**Requirement:** Give back every entry in full, exactly as it reads.

**Material provided:**
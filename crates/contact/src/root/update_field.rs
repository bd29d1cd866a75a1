use bindisa_shared::contact::Field;

use crate::clock::{Scheduler, lock};

use super::{FormState, Transition};

impl<S: Scheduler> super::ContactPage<S> {
    /// Sets one field while the form is editable. No validation.
    pub fn update_field(&self, field: Field, value: impl Into<String>) -> Transition {
        let mut inner = lock(&self.inner);
        let FormState::Idle(form) = &mut inner.state else {
            return Transition::Ignored;
        };

        form.set(field, value);

        Transition::Applied
    }
}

**Answer:**
filename crates/contact/src/root/update_field.rs
repository bd29d1cd866a75a1
use bindisa_shared::contact::Field;

use crate::clock::{Scheduler, lock};

use super::{FormState, Transition};

impl<S: Scheduler> super::ContactPage<S> {
    /// Sets one field while the form is editable. No validation.
    pub fn update_field(&self, field: Field, value: impl Into<String>) -> Transition {
        let mut inner = lock(&self.inner);
        let FormState::Idle(form) = &mut inner.state else {
            return Transition::Ignored;
        };

        form.set(field, value);

        Transition::Applied
    }
}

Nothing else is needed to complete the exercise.